Marriage in the Inheritance Act
Recent changes to the Inheritance (Provision for Family and Dependants) Act 1975 mean that the Court is no longer restricted by the ‘divorce hypothesis’ when determining the award for a spouse, from the estate of the deceased.
This is important for those who find themselves widowed after a relatively short marriage and not provided for in their husband or wife’s will.
The ‘divorce hypothesis’ allows the Court to consider what the spouse would have received if the marriage had ended in divorce, rather than death. The old law meant it was more likely that the spouse in a short marriage who did not financially contribute would receive less from the estate, than a spouse in a long marriage.
This was plainly not satisfactory. The whole purpose of the Inheritance Act is to address the current and future needs of the applicant. The length of the marriage is just one of the many factors that the Court should have regard to, but it is not determinative.

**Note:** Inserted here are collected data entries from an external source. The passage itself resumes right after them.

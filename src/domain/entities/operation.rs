use std::fmt;
use thiserror::Error;

/// Minimum accepted commit message length after trimming.
pub const MIN_COMMIT_MESSAGE_LEN: usize = 3;

/// Default number of commits shown by the log operation.
pub const DEFAULT_LOG_COUNT: usize = 10;

/// Operation construction errors.
#[derive(Debug, Error, PartialEq, Eq)]
pub enum OperationError {
    #[error("commit message must be at least {MIN_COMMIT_MESSAGE_LEN} characters long")]
    CommitMessageTooShort,
}

/// The batch operation applied uniformly to every discovered repository.
///
/// A closed set matched exhaustively, so adding an operation is a
/// compile-time-checked change.
#[derive(Debug, Clone, PartialEq, Eq)]
pub enum Operation {
    /// Read-only query of working-tree state
    Status,
    /// Download refs and objects from the configured remote
    Fetch,
    /// Fetch and merge from the configured remote
    Pull,
    /// Publish local commits to the configured remote
    Push,
    /// Stage all changes and create a commit with the supplied message
    Commit { message: String },
    /// Show the most recent commits, one line each
    Log { max_count: usize },
}

impl Operation {
    /// Create a commit operation, validating the message.
    pub fn commit(message: impl Into<String>) -> Result<Self, OperationError> {
        let message = message.into();
        if message.trim().len() < MIN_COMMIT_MESSAGE_LEN {
            return Err(OperationError::CommitMessageTooShort);
        }
        Ok(Self::Commit {
            message: message.trim().to_string(),
        })
    }

    /// Create a log operation showing up to `max_count` commits.
    pub fn log(max_count: usize) -> Self {
        Self::Log {
            max_count: max_count.max(1),
        }
    }

    /// Stable lowercase name used in reports and the result log.
    pub fn name(&self) -> &'static str {
        match self {
            Self::Status => "status",
            Self::Fetch => "fetch",
            Self::Pull => "pull",
            Self::Push => "push",
            Self::Commit { .. } => "commit",
            Self::Log { .. } => "log",
        }
    }

    /// Whether the operation talks to the configured remote and therefore
    /// participates in the connectivity precheck.
    pub fn requires_network(&self) -> bool {
        match self {
            Self::Fetch | Self::Pull | Self::Push => true,
            Self::Status | Self::Commit { .. } | Self::Log { .. } => false,
        }
    }
}

impl fmt::Display for Operation {
    fn fmt(&self, f: &mut fmt::Formatter<'_>) -> fmt::Result {
        write!(f, "{}", self.name())
    }
}

#[cfg(test)]
mod tests {
    use super::*;

    #[test]
    fn test_commit_message_validation() {
        assert_eq!(
            Operation::commit("ab"),
            Err(OperationError::CommitMessageTooShort)
        );
        assert_eq!(
            Operation::commit("   x   "),
            Err(OperationError::CommitMessageTooShort)
        );

        let op = Operation::commit("  Fix the build  ").unwrap();
        assert_eq!(
            op,
            Operation::Commit {
                message: "Fix the build".to_string()
            }
        );
    }

    #[test]
    fn test_network_classification() {
        assert!(Operation::Pull.requires_network());
        assert!(Operation::Push.requires_network());
        assert!(Operation::Fetch.requires_network());
        assert!(!Operation::Status.requires_network());
        assert!(!Operation::log(5).requires_network());
        assert!(!Operation::commit("message").unwrap().requires_network());
    }

    #[test]
    fn test_operation_names() {
        assert_eq!(Operation::Status.name(), "status");
        assert_eq!(Operation::Pull.to_string(), "pull");
        assert_eq!(Operation::commit("message").unwrap().name(), "commit");
    }

    #[test]
    fn test_log_count_floor() {
        assert_eq!(Operation::log(0), Operation::Log { max_count: 1 });
    }
}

The Court is now directed that there are no upper or lower limits on the award that can be made for a spouse when applying the ‘divorce hypothesis’. This takes away confusion that perhaps crept in to Inheritance Act claims following significant divorce cases, such as White v White, in which the focus is on achieving fairness, rather than satisfying an individual’s needs.
Of course, fairness still plays an important role within Inheritance Act claims. Following Re Coventry it is clear that the Court ought to consider whether it is right that the estate should make provision for the applicant, taking in to account all of the circumstances. It can be argued on behalf of a spouse that it is fair that the estate make an award because it is not their fault that their spouse died.
It now seems likely that a widow in a short marriage would probably do better under the Inheritance Act, than in a divorce context.